**Work item**
The answer must be a single number: how many lines in this listing hold the word "collections".

___ Record set

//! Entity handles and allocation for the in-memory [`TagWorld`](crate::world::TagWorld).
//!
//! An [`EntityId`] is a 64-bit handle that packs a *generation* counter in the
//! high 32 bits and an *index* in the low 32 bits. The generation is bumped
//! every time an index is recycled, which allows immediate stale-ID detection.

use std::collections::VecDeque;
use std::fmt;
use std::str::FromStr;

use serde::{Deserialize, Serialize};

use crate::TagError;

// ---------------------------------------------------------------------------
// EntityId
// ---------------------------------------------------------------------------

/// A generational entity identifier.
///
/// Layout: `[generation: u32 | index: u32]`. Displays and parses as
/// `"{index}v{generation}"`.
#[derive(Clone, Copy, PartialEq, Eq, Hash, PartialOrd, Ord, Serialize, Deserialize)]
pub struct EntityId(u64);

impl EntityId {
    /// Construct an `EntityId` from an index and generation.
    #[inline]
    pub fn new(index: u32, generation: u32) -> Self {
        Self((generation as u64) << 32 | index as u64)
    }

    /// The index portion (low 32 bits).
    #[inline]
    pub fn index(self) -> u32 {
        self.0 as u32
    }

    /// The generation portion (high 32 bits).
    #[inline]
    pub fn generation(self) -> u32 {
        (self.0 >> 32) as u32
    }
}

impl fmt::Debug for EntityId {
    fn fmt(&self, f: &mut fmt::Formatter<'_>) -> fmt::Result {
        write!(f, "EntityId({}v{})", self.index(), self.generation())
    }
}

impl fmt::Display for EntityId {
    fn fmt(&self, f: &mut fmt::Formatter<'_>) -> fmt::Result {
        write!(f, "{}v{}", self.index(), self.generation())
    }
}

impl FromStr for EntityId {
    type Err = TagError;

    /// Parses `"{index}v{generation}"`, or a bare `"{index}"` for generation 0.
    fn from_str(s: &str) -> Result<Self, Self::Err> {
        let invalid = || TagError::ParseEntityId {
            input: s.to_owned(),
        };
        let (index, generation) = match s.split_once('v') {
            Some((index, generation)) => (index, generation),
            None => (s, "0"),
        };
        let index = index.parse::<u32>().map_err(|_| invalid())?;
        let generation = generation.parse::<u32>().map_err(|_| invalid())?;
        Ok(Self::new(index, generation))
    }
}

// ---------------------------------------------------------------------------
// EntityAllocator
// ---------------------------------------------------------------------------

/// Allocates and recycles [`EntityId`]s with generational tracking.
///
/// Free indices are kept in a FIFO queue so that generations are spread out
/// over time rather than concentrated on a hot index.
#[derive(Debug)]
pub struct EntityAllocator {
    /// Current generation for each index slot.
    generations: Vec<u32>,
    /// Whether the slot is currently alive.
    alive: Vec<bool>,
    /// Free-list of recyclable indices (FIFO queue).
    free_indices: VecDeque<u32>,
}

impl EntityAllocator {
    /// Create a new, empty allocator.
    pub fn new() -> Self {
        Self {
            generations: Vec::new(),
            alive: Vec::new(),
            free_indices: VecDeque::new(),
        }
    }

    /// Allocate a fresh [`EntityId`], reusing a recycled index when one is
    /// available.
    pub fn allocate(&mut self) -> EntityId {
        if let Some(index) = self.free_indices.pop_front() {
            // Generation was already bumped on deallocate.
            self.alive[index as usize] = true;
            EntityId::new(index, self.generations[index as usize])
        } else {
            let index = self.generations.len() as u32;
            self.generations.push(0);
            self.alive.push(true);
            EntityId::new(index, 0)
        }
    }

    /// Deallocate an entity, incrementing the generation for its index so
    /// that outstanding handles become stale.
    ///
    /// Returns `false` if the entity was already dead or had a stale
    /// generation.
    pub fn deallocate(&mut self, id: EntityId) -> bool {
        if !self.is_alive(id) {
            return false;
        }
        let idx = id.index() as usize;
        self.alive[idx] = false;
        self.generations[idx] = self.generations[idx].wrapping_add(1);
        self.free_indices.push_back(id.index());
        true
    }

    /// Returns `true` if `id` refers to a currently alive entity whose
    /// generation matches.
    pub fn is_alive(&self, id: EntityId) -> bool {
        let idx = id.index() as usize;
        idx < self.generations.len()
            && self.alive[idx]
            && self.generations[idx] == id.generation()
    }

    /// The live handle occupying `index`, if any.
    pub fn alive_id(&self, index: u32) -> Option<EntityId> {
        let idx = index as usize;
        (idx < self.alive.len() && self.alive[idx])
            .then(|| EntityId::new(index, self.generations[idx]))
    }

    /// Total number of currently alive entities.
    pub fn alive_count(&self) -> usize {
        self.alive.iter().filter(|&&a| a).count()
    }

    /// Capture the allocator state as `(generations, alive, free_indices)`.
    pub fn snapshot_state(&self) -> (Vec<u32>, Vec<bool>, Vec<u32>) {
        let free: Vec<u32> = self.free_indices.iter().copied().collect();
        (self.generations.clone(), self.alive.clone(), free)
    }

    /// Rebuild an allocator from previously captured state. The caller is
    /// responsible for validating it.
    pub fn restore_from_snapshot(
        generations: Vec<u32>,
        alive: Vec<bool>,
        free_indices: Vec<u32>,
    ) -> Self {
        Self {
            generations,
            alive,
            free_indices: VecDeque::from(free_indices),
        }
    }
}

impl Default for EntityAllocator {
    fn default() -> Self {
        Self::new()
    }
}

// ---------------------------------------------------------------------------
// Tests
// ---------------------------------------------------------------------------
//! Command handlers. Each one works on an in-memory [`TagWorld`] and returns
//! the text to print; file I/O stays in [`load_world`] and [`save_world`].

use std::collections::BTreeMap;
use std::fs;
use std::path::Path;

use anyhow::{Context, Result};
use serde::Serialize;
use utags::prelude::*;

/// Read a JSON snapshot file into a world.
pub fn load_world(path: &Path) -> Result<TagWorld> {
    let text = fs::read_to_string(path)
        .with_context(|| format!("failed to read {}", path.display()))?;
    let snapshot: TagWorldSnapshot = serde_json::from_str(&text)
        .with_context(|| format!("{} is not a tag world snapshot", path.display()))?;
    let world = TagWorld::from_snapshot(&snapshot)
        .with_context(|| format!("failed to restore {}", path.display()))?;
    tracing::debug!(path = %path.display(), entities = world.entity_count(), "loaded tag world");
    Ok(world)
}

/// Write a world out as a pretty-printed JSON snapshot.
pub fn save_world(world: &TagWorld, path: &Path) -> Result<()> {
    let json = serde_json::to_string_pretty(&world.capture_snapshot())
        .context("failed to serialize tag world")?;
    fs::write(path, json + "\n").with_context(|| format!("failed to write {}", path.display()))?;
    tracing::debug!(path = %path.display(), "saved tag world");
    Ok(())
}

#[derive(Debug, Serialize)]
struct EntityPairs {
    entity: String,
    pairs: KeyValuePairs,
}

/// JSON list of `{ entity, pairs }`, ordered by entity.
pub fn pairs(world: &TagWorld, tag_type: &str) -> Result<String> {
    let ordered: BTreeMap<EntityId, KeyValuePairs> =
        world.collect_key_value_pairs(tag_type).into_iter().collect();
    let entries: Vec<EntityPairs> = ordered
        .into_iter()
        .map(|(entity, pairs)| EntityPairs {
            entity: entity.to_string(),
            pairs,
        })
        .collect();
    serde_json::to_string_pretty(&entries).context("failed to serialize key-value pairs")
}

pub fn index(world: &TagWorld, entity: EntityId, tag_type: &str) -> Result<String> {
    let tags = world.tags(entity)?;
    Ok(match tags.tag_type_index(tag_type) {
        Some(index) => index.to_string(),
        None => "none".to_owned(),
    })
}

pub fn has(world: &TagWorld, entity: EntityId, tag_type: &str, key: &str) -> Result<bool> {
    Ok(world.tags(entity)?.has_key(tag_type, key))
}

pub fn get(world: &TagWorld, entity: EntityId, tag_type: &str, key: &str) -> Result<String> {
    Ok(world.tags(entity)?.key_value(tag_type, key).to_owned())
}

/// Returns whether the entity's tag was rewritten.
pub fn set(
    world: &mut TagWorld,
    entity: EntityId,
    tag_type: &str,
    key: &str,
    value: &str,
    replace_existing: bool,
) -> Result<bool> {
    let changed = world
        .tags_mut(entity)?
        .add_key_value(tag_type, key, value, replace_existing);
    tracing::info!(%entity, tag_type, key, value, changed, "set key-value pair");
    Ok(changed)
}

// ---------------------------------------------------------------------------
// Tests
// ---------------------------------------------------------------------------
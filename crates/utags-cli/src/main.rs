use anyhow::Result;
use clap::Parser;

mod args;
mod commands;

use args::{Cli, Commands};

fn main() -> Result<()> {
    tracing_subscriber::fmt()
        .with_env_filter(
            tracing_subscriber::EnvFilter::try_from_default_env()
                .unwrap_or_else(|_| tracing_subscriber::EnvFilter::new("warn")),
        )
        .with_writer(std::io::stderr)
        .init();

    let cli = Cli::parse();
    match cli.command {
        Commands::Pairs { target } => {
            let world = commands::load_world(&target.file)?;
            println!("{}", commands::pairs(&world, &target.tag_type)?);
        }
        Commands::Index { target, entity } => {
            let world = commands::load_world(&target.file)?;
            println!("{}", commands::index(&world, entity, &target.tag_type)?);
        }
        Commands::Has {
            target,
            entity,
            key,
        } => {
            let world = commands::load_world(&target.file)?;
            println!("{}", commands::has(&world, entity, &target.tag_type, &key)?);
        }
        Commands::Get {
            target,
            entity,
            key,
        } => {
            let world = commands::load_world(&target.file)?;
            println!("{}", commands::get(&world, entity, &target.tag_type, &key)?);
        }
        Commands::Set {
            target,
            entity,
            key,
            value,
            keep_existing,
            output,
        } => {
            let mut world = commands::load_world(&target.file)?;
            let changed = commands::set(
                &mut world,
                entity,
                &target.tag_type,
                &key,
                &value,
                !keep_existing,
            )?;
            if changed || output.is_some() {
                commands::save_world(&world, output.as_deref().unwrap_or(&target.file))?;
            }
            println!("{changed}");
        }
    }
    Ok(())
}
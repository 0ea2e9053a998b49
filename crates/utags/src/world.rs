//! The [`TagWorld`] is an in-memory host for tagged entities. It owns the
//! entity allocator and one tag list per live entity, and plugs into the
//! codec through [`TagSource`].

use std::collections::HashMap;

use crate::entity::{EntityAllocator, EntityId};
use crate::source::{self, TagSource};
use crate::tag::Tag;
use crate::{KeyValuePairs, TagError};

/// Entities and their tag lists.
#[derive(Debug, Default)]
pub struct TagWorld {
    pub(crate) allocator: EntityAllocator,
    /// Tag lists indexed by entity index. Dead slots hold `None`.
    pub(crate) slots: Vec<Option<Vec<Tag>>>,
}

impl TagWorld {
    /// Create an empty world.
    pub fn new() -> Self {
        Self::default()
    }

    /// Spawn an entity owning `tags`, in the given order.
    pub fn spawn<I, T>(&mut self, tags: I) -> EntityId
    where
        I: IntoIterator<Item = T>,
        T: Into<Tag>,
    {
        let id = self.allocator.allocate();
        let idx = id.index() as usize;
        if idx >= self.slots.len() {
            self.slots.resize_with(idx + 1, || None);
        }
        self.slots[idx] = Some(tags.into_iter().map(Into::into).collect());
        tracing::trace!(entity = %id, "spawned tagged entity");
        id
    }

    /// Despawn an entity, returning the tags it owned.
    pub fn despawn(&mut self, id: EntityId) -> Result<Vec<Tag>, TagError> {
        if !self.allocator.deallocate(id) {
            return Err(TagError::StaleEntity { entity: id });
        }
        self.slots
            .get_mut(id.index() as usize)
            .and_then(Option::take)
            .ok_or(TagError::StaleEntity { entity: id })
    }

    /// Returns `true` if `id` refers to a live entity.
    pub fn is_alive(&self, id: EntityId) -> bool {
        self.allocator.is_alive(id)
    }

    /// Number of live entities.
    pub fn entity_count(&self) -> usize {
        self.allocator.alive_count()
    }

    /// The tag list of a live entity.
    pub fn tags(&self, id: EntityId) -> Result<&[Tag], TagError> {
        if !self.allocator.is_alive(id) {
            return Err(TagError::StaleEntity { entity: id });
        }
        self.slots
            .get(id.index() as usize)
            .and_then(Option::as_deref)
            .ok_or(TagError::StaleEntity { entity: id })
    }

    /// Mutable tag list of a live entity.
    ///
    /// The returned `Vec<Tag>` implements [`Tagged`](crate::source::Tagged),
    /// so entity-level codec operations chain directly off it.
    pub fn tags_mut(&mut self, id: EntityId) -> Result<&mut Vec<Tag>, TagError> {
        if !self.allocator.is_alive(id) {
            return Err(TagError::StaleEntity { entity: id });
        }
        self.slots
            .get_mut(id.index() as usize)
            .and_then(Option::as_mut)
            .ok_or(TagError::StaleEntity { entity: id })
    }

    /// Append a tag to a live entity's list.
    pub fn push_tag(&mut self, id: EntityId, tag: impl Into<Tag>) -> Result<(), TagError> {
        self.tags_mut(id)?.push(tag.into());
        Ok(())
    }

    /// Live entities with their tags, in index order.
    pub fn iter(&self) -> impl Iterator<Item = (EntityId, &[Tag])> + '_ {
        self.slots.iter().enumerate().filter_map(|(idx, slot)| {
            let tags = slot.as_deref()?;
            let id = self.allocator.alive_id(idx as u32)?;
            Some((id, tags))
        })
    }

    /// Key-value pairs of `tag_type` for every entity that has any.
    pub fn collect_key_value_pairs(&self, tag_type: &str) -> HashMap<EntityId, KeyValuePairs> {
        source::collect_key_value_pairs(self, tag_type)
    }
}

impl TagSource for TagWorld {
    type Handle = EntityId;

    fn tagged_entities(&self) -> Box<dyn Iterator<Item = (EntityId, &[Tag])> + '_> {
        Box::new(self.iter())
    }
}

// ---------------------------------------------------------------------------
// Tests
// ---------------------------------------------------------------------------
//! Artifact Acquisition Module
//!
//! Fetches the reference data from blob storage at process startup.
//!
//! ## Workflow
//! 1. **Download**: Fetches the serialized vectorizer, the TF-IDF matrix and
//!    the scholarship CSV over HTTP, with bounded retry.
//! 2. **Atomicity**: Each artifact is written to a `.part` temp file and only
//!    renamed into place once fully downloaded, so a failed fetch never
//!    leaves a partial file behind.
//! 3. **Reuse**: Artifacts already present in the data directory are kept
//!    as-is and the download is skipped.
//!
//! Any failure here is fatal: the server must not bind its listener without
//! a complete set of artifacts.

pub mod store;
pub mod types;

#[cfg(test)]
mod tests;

______

**Result**
3